Merchandising Terms • Manufacturer – A business that converts raw materials to finished goods. • Wholesaler – A business that buys finished goods from a manufacturer and sells them to retailers. Otherwise called a “distributor” or a “middleman”. • Retailer – A business that buys finished goods from wholesalers and sells them to the public.
Service vs. Merchandising • Services are not tangible. Therefore, there is no inventory kept. Once the opportunity to sell a service is past, it is gone forever. • Merchandise is tangible. Therefore, inventory that is not sold today can be sold at a later point, even if that means taking a reduced price.
Therefore….. • Merchandise inventory has value and it is owned – it must be accounted for as an ASSET on the BALANCE SHEET AND… • Merchandise inventory represents an outflow of resources to produce revenue, so it must be accounted for on the INCOME STATEMENT.

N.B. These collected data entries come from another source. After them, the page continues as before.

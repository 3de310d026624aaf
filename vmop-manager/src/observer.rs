//! Generic long-lived watch loop over a single (kind, namespace,
//! label-selector): re-lists and re-watches from the last observed
//! `resourceVersion` whenever the stream ends, with a 5 s minimum between
//! restart attempts.

use std::fmt::Debug;
use std::time::Instant;

use futures::StreamExt;
use kube::api::{ListParams, WatchEvent, WatchParams};
use kube::{Api, Resource};
use owo_colors::OwoColorize;
use serde::de::DeserializeOwned;
use tokio::sync::mpsc;
use tokio_util::sync::CancellationToken;

use crate::util::OBSERVER_MIN_RESTART_INTERVAL;
use crate::util::colors::FG2;

#[derive(Clone, Copy, Debug, PartialEq, Eq)]
pub enum ObserverChange {
    Added,
    Modified,
    Deleted,
    Bookmark,
}

pub struct ObserverEvent<T> {
    pub change: ObserverChange,
    pub object: T,
}

/// A fatal condition the observer cannot recover from by restarting: the
/// watched CRD is missing, or the client lacks the RBAC to list/watch it.
#[derive(Debug, thiserror::Error)]
#[error("resource observer for {kind} failed permanently: {source}")]
pub struct ObserverFatalError {
    pub kind: String,
    #[source]
    pub source: kube::Error,
}

/// Runs until `cancel` fires, forwarding every list/watch event on `tx`. On
/// a fatal error (missing CRD, forbidden) it sends `Err` once and returns;
/// the caller is expected to treat this as a process-ending condition.
pub async fn run<K>(
    api: Api<K>,
    label_selector: Option<String>,
    tx: mpsc::UnboundedSender<ObserverEvent<K>>,
    cancel: CancellationToken,
) -> Result<(), ObserverFatalError>
where
    K: Resource + Clone + Debug + DeserializeOwned + Send + 'static,
    K::DynamicType: Default,
{
    let kind = K::kind(&Default::default()).to_string();
    let mut last_resource_version = String::from("0");

    loop {
        if cancel.is_cancelled() {
            return Ok(());
        }

        let attempt_started = Instant::now();

        let list_params = match &label_selector {
            Some(selector) => ListParams::default().labels(selector),
            None => ListParams::default(),
        };
        let list = match api.list(&list_params).await {
            Ok(list) => list,
            Err(source) if is_fatal(&source) => {
                return Err(ObserverFatalError { kind, source });
            }
            Err(source) => {
                eprintln!(
                    "{} {kind}: {source}",
                    "transient list error, will retry watching".color(FG2)
                );
                wait_out_restart_window(attempt_started, &cancel).await;
                continue;
            }
        };

        for item in &list.items {
            let _ = tx.send(ObserverEvent {
                change: ObserverChange::Added,
                object: item.clone(),
            });
        }
        last_resource_version = list
            .metadata
            .resource_version
            .clone()
            .unwrap_or(last_resource_version);

        let watch_params = match &label_selector {
            Some(selector) => WatchParams::default().labels(selector),
            None => WatchParams::default(),
        };
        let mut stream = match api.watch(&watch_params, &last_resource_version).await {
            Ok(stream) => Box::pin(stream),
            Err(source) if is_fatal(&source) => {
                return Err(ObserverFatalError { kind, source });
            }
            Err(source) => {
                eprintln!("{} {kind}: {source}", "transient watch error".color(FG2));
                wait_out_restart_window(attempt_started, &cancel).await;
                continue;
            }
        };

        loop {
            tokio::select! {
                _ = cancel.cancelled() => return Ok(()),
                next = stream.next() => {
                    let Some(next) = next else { break };
                    match next {
                        Ok(WatchEvent::Added(object)) => {
                            let object = resolve_if_empty(&api, object).await;
                            last_resource_version = resource_version_of(&object).unwrap_or(last_resource_version.clone());
                            let _ = tx.send(ObserverEvent { change: ObserverChange::Added, object });
                        }
                        Ok(WatchEvent::Modified(object)) => {
                            last_resource_version = resource_version_of(&object).unwrap_or(last_resource_version.clone());
                            let _ = tx.send(ObserverEvent { change: ObserverChange::Modified, object });
                        }
                        Ok(WatchEvent::Deleted(object)) => {
                            last_resource_version = resource_version_of(&object).unwrap_or(last_resource_version.clone());
                            let _ = tx.send(ObserverEvent { change: ObserverChange::Deleted, object });
                        }
                        Ok(WatchEvent::Bookmark(bookmark)) => {
                            last_resource_version = bookmark.metadata.resource_version.clone();
                        }
                        Ok(WatchEvent::Error(err)) => {
                            eprintln!("{} {kind}: {err:?}", "watch stream reported an error event".color(FG2));
                            break;
                        }
                        Err(source) if is_fatal(&source) => {
                            return Err(ObserverFatalError { kind, source });
                        }
                        Err(source) => {
                            eprintln!("{} {kind}: {source}", "transient watch decode error".color(FG2));
                            break;
                        }
                    }
                }
            }
        }

        wait_out_restart_window(attempt_started, &cancel).await;
    }
}

/// Some API versions omit the object body on the initial `ADDED` event of a
/// watch, leaving only metadata populated; fetch the object explicitly by
/// name so downstream consumers always see it fully populated.
async fn resolve_if_empty<K>(api: &Api<K>, object: K) -> K
where
    K: Resource + Clone + Debug + DeserializeOwned,
{
    match object.meta().name.as_deref() {
        Some(name) => api.get(name).await.unwrap_or(object),
        None => object,
    }
}

fn resource_version_of<K: Resource>(object: &K) -> Option<String> {
    object.meta().resource_version.clone()
}

fn is_fatal(error: &kube::Error) -> bool {
    matches!(error, kube::Error::Api(err) if err.code == 401 || err.code == 403 || err.code == 404)
}

async fn wait_out_restart_window(attempt_started: Instant, cancel: &CancellationToken) {
    let elapsed = attempt_started.elapsed();
    if elapsed >= OBSERVER_MIN_RESTART_INTERVAL {
        return;
    }
    let remaining = OBSERVER_MIN_RESTART_INTERVAL - elapsed;
    tokio::select! {
        _ = tokio::time::sleep(remaining) => {}
        _ = cancel.cancelled() => {}
    }
}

Inventory Beginning Inventory + Merchandise Purchased = Total goods available for sale - Merchandise Sold = Ending Inventory The inventory figure here will go on the balance sheet as a current asset.
AND… Cost of beginning inventory + Cost of merchandise purchased - Cost of ending inventory = Cost of merchandise sold This figure will go to the income statement in a new section called “Cost of goods sold”.